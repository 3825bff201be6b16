//! Table actor message types.

use tokio::sync::{mpsc, oneshot};

use crate::game::{
    CooldownTicket, DrawError, DrawOutcome, GrabError, GrabResolution, UserError,
    entities::{PlayerId, PlayerName},
    views::GameStateView,
};

/// Messages that can be sent to a TableActor
#[derive(Debug)]
pub enum TableMessage {
    /// Take a seat
    Join {
        player_id: PlayerId,
        name: PlayerName,
        response: oneshot::Sender<Result<(), UserError>>,
    },

    /// Give up a seat (also sent on disconnect)
    Leave {
        player_id: PlayerId,
        response: oneshot::Sender<()>,
    },

    /// Deal a new round
    Start {
        response: oneshot::Sender<Result<(), UserError>>,
    },

    /// Turn over the next card
    Draw {
        player_id: PlayerId,
        response: oneshot::Sender<Result<DrawOutcome, DrawError>>,
    },

    /// Grab the bottle
    Grab {
        player_id: PlayerId,
        response: oneshot::Sender<Result<GrabResolution, GrabError>>,
    },

    /// Get a snapshot of the table
    GetState {
        response: oneshot::Sender<GameStateView>,
    },

    /// Close table
    Close { response: oneshot::Sender<()> },

    /// Internal: the cooldown started by a grab has elapsed
    CooldownExpired(CooldownTicket),

    /// Subscribe to state change notifications
    Subscribe {
        subscriber_id: PlayerId,
        sender: mpsc::Sender<StateChangeNotification>,
    },

    /// Unsubscribe from state change notifications
    Unsubscribe { subscriber_id: PlayerId },
}

/// Notification sent when table state changes
#[derive(Debug, Clone, Copy, PartialEq, Eq)]
pub enum StateChangeNotification {
    /// A card was drawn or the bottle was grabbed
    StateChanged,
    /// Player joined or left
    PlayerListChanged,
    /// A new round was dealt
    RoundStarted,
    /// Draws are allowed again after a grab
    CooldownCleared,
}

-- Your objective --
Nothing outside this range should appear: the lines from the start of the listing through the line with "pub enum TableMessage", each reproduced exactly, both ends included.

-- Expected answer --
repository 3825bff201be6b16
//! Table actor message types.

use tokio::sync::{mpsc, oneshot};

use crate::game::{
    CooldownTicket, DrawError, DrawOutcome, GrabError, GrabResolution, UserError,
    entities::{PlayerId, PlayerName},
    views::GameStateView,
};

/// Messages that can be sent to a TableActor
#[derive(Debug)]
pub enum TableMessage {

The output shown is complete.